───── Provided data ─────

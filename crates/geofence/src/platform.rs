//! Traits for the platform location services.
//!
//! These abstract the OS geofencing, location and permission APIs so the
//! bookkeeping and gate logic stays testable without a device. Every call
//! is a future: the platform may complete it on another thread.

use crate::error::Result;
use crate::types::{Coordinate, GeoRegion};
use async_trait::async_trait;
use std::time::Duration;

/// A position reported by the platform together with when it was taken.
#[derive(Debug, Clone, Copy, PartialEq)]
pub struct LocationFix {
    pub coordinate: Coordinate,
    /// Milliseconds since epoch.
    pub timestamp_ms: i64,
}

impl LocationFix {
    pub fn age_ms(&self, now_ms: i64) -> i64 {
        now_ms.saturating_sub(self.timestamp_ms)
    }
}

/// Registers circular regions with the OS geofencing service.
#[async_trait]
pub trait GeofenceAdapter: Send + Sync {
    async fn start_monitoring(&self, region: &GeoRegion) -> Result<()>;

    async fn stop_monitoring(&self, region_id: &str) -> Result<()>;

    /// Deregisters every region this application registered, including
    /// ones left behind by an earlier process.
    async fn stop_monitoring_all(&self) -> Result<()>;
}

/// One-shot and periodic location updates.
///
/// Fixes requested here are delivered back through the plugin's
/// `on_user_location` / `on_background_location` callbacks.
#[async_trait]
pub trait LocationProvider: Send + Sync {
    async fn last_known_location(&self) -> Result<Option<LocationFix>>;

    async fn request_location(&self) -> Result<()>;

    async fn start_periodic_updates(&self, interval: Duration) -> Result<()>;

    async fn stop_periodic_updates(&self) -> Result<()>;
}

/// Location permission state and the platform permission dialog.
#[async_trait]
pub trait PermissionProvider: Send + Sync {
    async fn is_authorized(&self) -> bool;

    /// Shows the permission dialog. The outcome arrives later through
    /// `on_permission_result`.
    async fn request_permissions(&self) -> Result<()>;
}

/// Boots the application layer's background execution context.
#[async_trait]
pub trait BackgroundLauncher: Send + Sync {
    async fn launch(&self, entrypoint_handle: i64) -> Result<()>;
}

/// Null implementation for unsupported platforms.
///
/// Accepts every request and never reports a location or authorization.
pub struct NullPlatform;

#[async_trait]
impl GeofenceAdapter for NullPlatform {
    async fn start_monitoring(&self, _region: &GeoRegion) -> Result<()> {
        Ok(())
    }

    async fn stop_monitoring(&self, _region_id: &str) -> Result<()> {
        Ok(())
    }

    async fn stop_monitoring_all(&self) -> Result<()> {
        Ok(())
    }
}

#[async_trait]
impl LocationProvider for NullPlatform {
    async fn last_known_location(&self) -> Result<Option<LocationFix>> {
        Ok(None)
    }

    async fn request_location(&self) -> Result<()> {
        Ok(())
    }

    async fn start_periodic_updates(&self, _interval: Duration) -> Result<()> {
        Ok(())
    }

    async fn stop_periodic_updates(&self) -> Result<()> {
        Ok(())
    }
}

#[async_trait]
impl PermissionProvider for NullPlatform {
    async fn is_authorized(&self) -> bool {
        false
    }

    async fn request_permissions(&self) -> Result<()> {
        Ok(())
    }
}

#[async_trait]
impl BackgroundLauncher for NullPlatform {
    async fn launch(&self, _entrypoint_handle: i64) -> Result<()> {
        Ok(())
    }
}
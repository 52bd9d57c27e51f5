//! Byte encoding for regions crossing process boundaries.
//!
//! Layout (all integers and floats big-endian):
//!
//! ```text
//! u32 id_len | id (UTF-8) | f64 radius | f64 latitude | f64 longitude
//!   | u32 events_len | events (UTF-8, comma-joined names)
//! ```

use crate::types::{Coordinate, EventSet, GeoRegion, RegionError};
use thiserror::Error;

#[derive(Debug, Clone, PartialEq, Error)]
pub enum CodecError {
    #[error("truncated region blob: needed {needed} bytes, {remaining} remaining")]
    Truncated { needed: usize, remaining: usize },

    #[error("region field '{field}' is not valid UTF-8")]
    InvalidUtf8 { field: &'static str },

    #[error("{0} trailing bytes after region blob")]
    TrailingBytes(usize),

    #[error(transparent)]
    Region(#[from] RegionError),
}

pub fn encode(region: &GeoRegion) -> Vec<u8> {
    let id = region.id().as_bytes();
    let events = region.events().to_string();
    let mut buf = Vec::with_capacity(4 + id.len() + 24 + 4 + events.len());

    put_bytes(&mut buf, id);
    buf.extend_from_slice(&region.radius().to_be_bytes());
    buf.extend_from_slice(&region.center().latitude.to_be_bytes());
    buf.extend_from_slice(&region.center().longitude.to_be_bytes());
    put_bytes(&mut buf, events.as_bytes());
    buf
}

pub fn decode(bytes: &[u8]) -> Result<GeoRegion, CodecError> {
    let mut reader = Reader { bytes, pos: 0 };

    let id = reader.string("id")?;
    let radius = reader.f64()?;
    let latitude = reader.f64()?;
    let longitude = reader.f64()?;
    let events: EventSet = reader.string("events")?.parse()?;

    let remaining = reader.remaining();
    if remaining > 0 {
        return Err(CodecError::TrailingBytes(remaining));
    }

    let center = Coordinate::new(latitude, longitude)?;
    Ok(GeoRegion::new(id, radius, center, events)?)
}

fn put_bytes(buf: &mut Vec<u8>, data: &[u8]) {
    buf.extend_from_slice(&(data.len() as u32).to_be_bytes());
    buf.extend_from_slice(data);
}

struct Reader<'a> {
    bytes: &'a [u8],
    pos: usize,
}

impl<'a> Reader<'a> {
    fn remaining(&self) -> usize {
        self.bytes.len() - self.pos
    }

    fn take(&mut self, needed: usize) -> Result<&'a [u8], CodecError> {
        let remaining = self.remaining();
        if needed > remaining {
            return Err(CodecError::Truncated { needed, remaining });
        }
        let slice = &self.bytes[self.pos..self.pos + needed];
        self.pos += needed;
        Ok(slice)
    }

    fn u32(&mut self) -> Result<u32, CodecError> {
        let mut raw = [0u8; 4];
        raw.copy_from_slice(self.take(4)?);
        Ok(u32::from_be_bytes(raw))
    }

    fn f64(&mut self) -> Result<f64, CodecError> {
        let mut raw = [0u8; 8];
        raw.copy_from_slice(self.take(8)?);
        Ok(f64::from_be_bytes(raw))
    }

    fn string(&mut self, field: &'static str) -> Result<String, CodecError> {
        let len = self.u32()? as usize;
        let raw = self.take(len)?;
        String::from_utf8(raw.to_vec()).map_err(|_| CodecError::InvalidUtf8 { field })
    }
}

─────

◆ **What you are asked to do**
The lines wanted are those from the one with "self.bytes.len() - self.pos" through the last line of the records, repeated exactly and with both ends included.

◆ **Solved problem**
        self.bytes.len() - self.pos
    }

    fn take(&mut self, needed: usize) -> Result<&'a [u8], CodecError> {
        let remaining = self.remaining();
        if needed > remaining {
            return Err(CodecError::Truncated { needed, remaining });
        }
        let slice = &self.bytes[self.pos..self.pos + needed];
        self.pos += needed;
        Ok(slice)
    }

    fn u32(&mut self) -> Result<u32, CodecError> {
        let mut raw = [0u8; 4];
        raw.copy_from_slice(self.take(4)?);
        Ok(u32::from_be_bytes(raw))
    }

    fn f64(&mut self) -> Result<f64, CodecError> {
        let mut raw = [0u8; 8];
        raw.copy_from_slice(self.take(8)?);
        Ok(f64::from_be_bytes(raw))
    }

    fn string(&mut self, field: &'static str) -> Result<String, CodecError> {
        let len = self.u32()? as usize;
        let raw = self.take(len)?;
        String::from_utf8(raw.to_vec()).map_err(|_| CodecError::InvalidUtf8 { field })
    }
}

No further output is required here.